[Opening Given records section]
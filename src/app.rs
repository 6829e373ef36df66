/*
 * Responsibility
 * - Load Config, then initialise tracing for APP_ENV
 * - Build the verifier and filter, assemble the Router, apply HTTP middleware
 * - Serve with axum::serve()
 */
use anyhow::{Context, Result};
use axum::Router;
use tracing_subscriber::{EnvFilter, layer::SubscriberExt, util::SubscriberInitExt};

use crate::{
    api,
    config::{AppEnv, Config},
    middleware::{self, auth::BearerAuth},
    services::auth::{build_admin_overrides, build_verifier},
};

pub async fn run() -> Result<()> {
    let config = Config::from_env()?;
    init_tracing(config.app_env);

    tracing::info!(addr = %config.addr, env = ?config.app_env, "starting");

    let app = build_router(&config)?;

    let listener = tokio::net::TcpListener::bind(config.addr).await?;
    axum::serve(listener, app).await?;
    Ok(())
}

/// Used when `RUST_LOG` is unset. Per-request `tower_http` spans stay out of production logs.
fn default_log_filter(env: AppEnv) -> &'static str {
    if env.is_production() {
        "info"
    } else {
        "info,tower_http=debug"
    }
}

/// JSON lines in production, human-readable output otherwise.
fn init_tracing(env: AppEnv) {
    let filter = EnvFilter::try_from_default_env()
        .unwrap_or_else(|_| EnvFilter::new(default_log_filter(env)));
    let registry = tracing_subscriber::registry().with(filter);

    if env.is_production() {
        registry.with(tracing_subscriber::fmt::layer().json()).init();
    } else {
        registry.with(tracing_subscriber::fmt::layer()).init();
    }
}

pub fn build_router(config: &Config) -> Result<Router> {
    let verifier = build_verifier(config).context("building token verifier")?;
    let admin_overrides =
        build_admin_overrides(config).context("building admin route overrides")?;

    let filter = BearerAuth::new(verifier);

    let router = Router::new().nest("/api/v1", api::v1::routes(&filter, admin_overrides));
    Ok(middleware::http::apply(router, config))
}

#[cfg(test)]
mod tests {
    use super::*;

    #[test]
    fn production_drops_tower_http_debug() {
        assert_eq!(default_log_filter(AppEnv::Production), "info");
        assert_eq!(
            default_log_filter(AppEnv::Development),
            "info,tower_http=debug"
        );
    }

    #[test]
    fn default_filters_parse() {
        for env in [AppEnv::Development, AppEnv::Production] {
            assert!(EnvFilter::try_new(default_log_filter(env)).is_ok());
        }
    }
}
[Closing Given records section]
The task = All lines holding the word "addr" must be found in the listing and copied.

Exercise answer =
    tracing::info!(addr = %config.addr, env = ?config.app_env, "starting");
    let listener = tokio::net::TcpListener::bind(config.addr).await?;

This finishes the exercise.